Record.getValue( ) can return wrong value when mixing table alias with table

239 views
Skip to first unread message

david....@gmail.com

unread,
Jul 17, 2015, 1:48:35 PM7/17/15
to jooq...@googlegroups.com
Hi,

Using Jooq 3.6.1, In a situation similar to the following:

<type> a = Tables.A.as("a");
<type> b = Tables.B.as("b");

Record record = ... .select(a.name, b.name) ...

record.getValue(Tables.B.name) was returning the value fetched for a.name.

I know it doesn't make sense that the code was using aliases during the select and not during getValue - however I feel it would be a good safety measure for jooq to not match anything at all in this case, or ideally throw an exception.

I haven't checked the result using Jooq 3.6.2 but the changelog doesn't seem to list anything relevant to this situation.

Cheers,
Dave

Lukas Eder

unread,
Jul 18, 2015, 8:25:43 AM7/18/15
to jooq...@googlegroups.com
Hello,

Thanks for your message. However, I'm not 100% sure how to understand the code examples. What's a.name / b.name / Tables.B.name? Is "name" a placeholder for a column name that is present in both A and B?

Cheers,
Lukas

--
You received this message because you are subscribed to the Google Groups "jOOQ User Group" group.
To unsubscribe from this group and stop receiving emails from it, send an email to jooq-user+...@googlegroups.com.
For more options, visit https://groups.google.com/d/optout.

david....@gmail.com

unread,
Jul 18, 2015, 9:29:42 AM7/18/15
to jooq...@googlegroups.com
Yes - although in my case both tables had a column called 'name'.

The getValue call was iterating through the retrieved fields and returning the first thing called 'name'

Lukas Eder

unread,
Jul 20, 2015, 11:38:15 AM7/20/15
to jooq...@googlegroups.com
Oh, I see - thanks for the clarification, so I understood correctly.
The rationale behind the existing feature is to allow for "unknown" table aliases to be applied (e.g. when using derived tables) and to still use the generated column literals to extract values for columns of such tables. Example:

SELECT t.x, t.y
FROM (
    SELECT some_table.x, some_table.y
    FROM ...
) t

In the above example, you don't need to construct a formal t.x or t.y column expression to extract x or y values from the result. You can continue using SOME_TABLE.A generated literals. The algorithm works such that exact matches (table AND column names match) are preferred to "approximate" matches (only column names match).

As a side-effect, duplicate column names may produce unexpected behaviour as you have observed.

This issue has surfaced the user group on numerous occasions. It is actually not trivial to find the exact set of rules when exceptions should be thrown as ambiguous column names in top-level SELECTs are a tricky thing in SQL already.
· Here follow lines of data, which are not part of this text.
//! UI modules for HackHere
//!
//! Each panel of the window is rendered by its own module. Render
//! functions read from and write to `HackHereApp`; none of them keep
//! state of their own beyond egui's memory.

mod components;
mod detail;
mod map_view;
mod sidebar;
pub mod theme;

pub use components::{render_about_dialog, render_footer, render_header};
pub use detail::render_event_detail;
pub use map_view::render_map;
pub use sidebar::render_sidebar;
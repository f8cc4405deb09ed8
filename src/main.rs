mod app;
mod app_data;
mod catalog;
mod cli;
mod config;
mod geo;
mod regions;
mod state;
mod task;
mod ui;

use anyhow::Result;
use clap::Parser;
use std::sync::Arc;
use tracing_subscriber::{layer::SubscriberExt, util::SubscriberInitExt};

use crate::catalog::{load_catalog, Catalog};
use crate::cli::Cli;
use crate::config::Config;

/// Load the application icon from embedded PNG data
fn load_icon() -> Option<egui::IconData> {
    let icon_data = include_bytes!("../assets/icon.png");
    let image = image::load_from_memory(icon_data).ok()?.into_rgba8();
    let (width, height) = image.dimensions();
    Some(egui::IconData {
        rgba: image.into_raw(),
        width,
        height,
    })
}

/// Initialize logging. CLI runs log to stderr so stdout stays parseable.
fn init_tracing(cli_mode: bool, verbose: bool) {
    let default_filter = match (cli_mode, verbose) {
        (true, false) => "hackhere=warn,warn",
        _ => "hackhere=debug,info",
    };

    tracing_subscriber::registry()
        .with(tracing_subscriber::EnvFilter::new(
            std::env::var("RUST_LOG").unwrap_or_else(|_| default_filter.into()),
        ))
        .with(tracing_subscriber::fmt::layer().with_writer(std::io::stderr))
        .init();
}

fn run_gui(config: Config, catalog: Arc<Catalog>) -> Result<()> {
    let icon = load_icon().map(Arc::new);
    let info = &app_data::app_data().app;
    let title = &info.title;

    let viewport = egui::ViewportBuilder::default()
        .with_inner_size([1280.0, 800.0])
        .with_min_inner_size([900.0, 600.0])
        .with_title(title);

    let viewport = if let Some(icon) = icon {
        viewport.with_icon(icon)
    } else {
        tracing::warn!("Failed to load application icon");
        viewport
    };

    let native_options = eframe::NativeOptions {
        viewport,
        persist_window: true, // Save/restore window size and position
        ..Default::default()
    };

    eframe::run_native(
        &info.name,
        native_options,
        Box::new(|cc| Ok(Box::new(app::HackHereApp::new(cc, config, catalog)))),
    )
    .map_err(|e| anyhow::anyhow!("Failed to run application: {}", e))?;

    Ok(())
}

#[tokio::main]
async fn main() -> Result<()> {
    let cli = Cli::parse();
    init_tracing(cli.command.is_some(), cli.output.verbose);

    let config = match Config::load() {
        Ok(config) => config,
        Err(e) => {
            tracing::warn!("Failed to load config, using defaults: {:#}", e);
            Config::default()
        }
    };
    let catalog = Arc::new(load_catalog(&config.catalog));

    match cli.command {
        Some(command) => {
            if let Err(e) = cli::run(command, &cli.output, catalog).await {
                cli::print_error(&format!("{:#}", e));
                std::process::exit(1);
            }
            Ok(())
        }
        None => {
            tracing::info!("Starting HackHere with {} events", catalog.len());
            run_gui(config, catalog)
        }
    }
}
For instance, they're not allowed in nested selects... I'm very open to concrete suggestions for a set of rules, though

Cheers
Lukas

2015-07-18 15:29 GMT+02:00 <david....@gmail.com>:
Yes - although in my case both tables had a column called 'name'.
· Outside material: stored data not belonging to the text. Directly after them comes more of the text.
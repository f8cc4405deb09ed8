//! Output formatting utilities for CLI

use serde::Serialize;

/// Output format for CLI commands
#[derive(Debug, Clone, Copy, PartialEq, Eq)]
pub enum OutputFormat {
    Text,
    Json,
}

/// Print a serializable value as JSON or use custom text formatter
pub fn print_formatted<T, F>(value: &T, format: OutputFormat, text_formatter: F)
where
    T: Serialize + ?Sized,
    F: FnOnce(&T) -> String,
{
    match format {
        OutputFormat::Text => println!("{}", text_formatter(value)),
        OutputFormat::Json => {
            if let Ok(json) = serde_json::to_string_pretty(value) {
                println!("{}", json);
            }
        }
    }
}

/// Print a success message (suppressed in quiet mode)
pub fn print_success(message: &str, quiet: bool) {
    if !quiet {
        println!("{}", message);
    }
}

/// Print an error message (never suppressed)
pub fn print_error(message: &str) {
    eprintln!("Error: {}", message);
}

/// Left-align `text` in a column of `width` characters, cutting long
/// values with an ellipsis
pub fn column(text: &str, width: usize) -> String {
    let count = text.chars().count();
    if count <= width {
        format!("{}{}", text, " ".repeat(width - count))
    } else {
        let cut: String = text.chars().take(width.saturating_sub(1)).collect();
        format!("{}…", cut)
    }
}
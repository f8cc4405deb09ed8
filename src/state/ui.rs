//! UI-related application state

use egui_commonmark::CommonMarkCache;

use crate::ui::theme::{Theme, ThemePreset};

/// UI-related state
pub struct UiState {
    /// Cache for markdown rendering of event descriptions
    pub markdown_cache: CommonMarkCache,
    /// Current theme preset
    pub theme_preset: ThemePreset,
    /// Colors of the current preset
    pub current_theme: Theme,
    /// Whether theme needs to be applied
    pub theme_dirty: bool,
    /// Whether to show the About dialog
    pub show_about_dialog: bool,
    /// List row to bring into view on the next frame
    pub scroll_to_row: Option<usize>,
}

impl UiState {
    /// Create a new UiState with the given theme
    pub fn new(preset: ThemePreset) -> Self {
        Self {
            markdown_cache: CommonMarkCache::default(),
            theme_preset: preset,
            current_theme: preset.theme(),
            theme_dirty: true, // Apply theme on first frame
            show_about_dialog: false,
            scroll_to_row: None,
        }
    }

    /// Switch presets; returns false if it was already active
    pub fn set_theme(&mut self, preset: ThemePreset) -> bool {
        if self.theme_preset == preset {
            return false;
        }
        self.theme_preset = preset;
        self.current_theme = preset.theme();
        self.theme_dirty = true;
        true
    }
}

#[cfg(test)]
mod tests {
    use super::*;

    #[test]
    fn test_set_theme_marks_dirty() {
        let mut ui = UiState::new(ThemePreset::Midnight);
        ui.theme_dirty = false;

        assert!(!ui.set_theme(ThemePreset::Midnight));
        assert!(!ui.theme_dirty);

        assert!(ui.set_theme(ThemePreset::Ember));
        assert!(ui.theme_dirty);
        assert_eq!(ui.theme_preset, ThemePreset::Ember);
    }
}
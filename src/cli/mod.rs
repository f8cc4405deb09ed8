//! CLI module for HackHere
//!
//! Provides a command-line view of the event catalog. Without a
//! subcommand the graphical map starts instead.

mod commands;
mod output;
mod shell;

use clap::{Parser, Subcommand};
use std::sync::Arc;

use crate::catalog::Catalog;

pub use output::{print_error, OutputFormat};

/// HackHere - Brazilian security conference map
#[derive(Parser, Debug)]
#[command(name = "hackhere")]
#[command(author, version, about, long_about = None)]
pub struct Cli {
    /// Output format
    #[command(flatten)]
    pub output: OutputOptions,

    #[command(subcommand)]
    pub command: Option<Commands>,
}

/// Output formatting options
#[derive(Parser, Debug, Clone)]
pub struct OutputOptions {
    /// Output in JSON format (for machine parsing)
    #[arg(long, global = true)]
    pub json: bool,

    /// Suppress non-essential output
    #[arg(short, long, global = true)]
    pub quiet: bool,

    /// Increase output verbosity
    #[arg(short, long, global = true)]
    pub verbose: bool,
}

impl OutputOptions {
    pub fn format(&self) -> OutputFormat {
        if self.json {
            OutputFormat::Json
        } else {
            OutputFormat::Text
        }
    }
}

/// Filters shared by `events` and `show`
#[derive(clap::Args, Debug, Clone, Default)]
pub struct FilterArgs {
    /// Only events in this state (two-letter code, e.g. SP)
    #[arg(long)]
    pub state: Option<String>,

    /// Case-insensitive substring of the event name
    #[arg(long)]
    pub search: Option<String>,
}

#[derive(Subcommand, Debug)]
pub enum Commands {
    /// List events, optionally filtered
    Events {
        #[command(flatten)]
        filter: FilterArgs,
    },

    /// Show one event from the filtered list
    Show {
        /// Position in the filtered list (as printed by `events`)
        index: usize,

        #[command(flatten)]
        filter: FilterArgs,
    },

    /// List states that have events
    States,

    /// Configuration management
    Config {
        #[command(subcommand)]
        command: commands::config::ConfigCommands,
    },

    /// Interactive shell
    Shell,
}

/// Run the CLI with parsed arguments
pub async fn run(command: Commands, output: &OutputOptions, catalog: Arc<Catalog>) -> anyhow::Result<()> {
    let format = output.format();
    let quiet = output.quiet;

    match command {
        Commands::Events { filter } => commands::events::list(&catalog, &filter, format, quiet),
        Commands::Show { index, filter } => commands::events::show(&catalog, &filter, index, format),
        Commands::States => commands::states::run(&catalog, format),
        Commands::Config { command } => commands::config::run(command, format, quiet).await,
        Commands::Shell => shell::run(catalog),
    }
}

#[cfg(test)]
mod tests {
    use super::*;

    #[test]
    fn test_no_subcommand_means_gui() {
        let cli = Cli::try_parse_from(["hackhere"]).unwrap();
        assert!(cli.command.is_none());
    }

    #[test]
    fn test_parse_events_filters() {
        let cli = Cli::try_parse_from(["hackhere", "events", "--state", "sp", "--search", "hack", "--json"]).unwrap();
        assert!(cli.output.json);
        match cli.command {
            Some(Commands::Events { filter }) => {
                assert_eq!(filter.state.as_deref(), Some("sp"));
                assert_eq!(filter.search.as_deref(), Some("hack"));
            }
            other => panic!("unexpected command: {:?}", other),
        }
    }

    #[test]
    fn test_parse_show_index() {
        let cli = Cli::try_parse_from(["hackhere", "show", "3", "--state", "RJ"]).unwrap();
        match cli.command {
            Some(Commands::Show { index, filter }) => {
                assert_eq!(index, 3);
                assert_eq!(filter.state.as_deref(), Some("RJ"));
                assert!(filter.search.is_none());
            }
            other => panic!("unexpected command: {:?}", other),
        }
    }
}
The getValue call was iterating through the retrieved fields and returning the first thing called 'name'
--
You received this message because you are subscribed to the Google Groups "jOOQ User Group" group.

david....@gmail.com

unread,
Jul 31, 2015, 10:28:57 AM7/31/15
to jOOQ User Group, lukas...@gmail.com
Ah, thanks for the explanation.

Without having looked much into the jooq source code, I guess one strategy would be when exact match has failed and falling back to approximate matching, throw in the case that the approximate match is ambiguous. A little bit of overhead to check for this case perhaps, however it would defend against subtle bugs such as the one I found in our code. Perhaps given that the overhead wouldn't exist if exact matching succeeded, it's justifiable?

Cheers,
Dave

Lukas Eder

unread,
Aug 5, 2015, 8:17:33 AM8/5/15
to david....@gmail.com, jOOQ User Group
I suspect that the amount of confusion that this feature has caused in the past really justifies going a step further. I've created an issue for this:

The interesting thing is really that there are still several levels of approximation. For instance:

SELECT t.x, u.x
FROM (
    SELECT some_table.x
    FROM ...
) t, (
    SELECT another_table.x
    FROM ...
) u

In the above case, when looking for the some_table.x reference in the result, intuitively there is no ambiguity. Specifically because might even be an auto-generated table alias, which the jOOQ API user doesn't explicitly define as such.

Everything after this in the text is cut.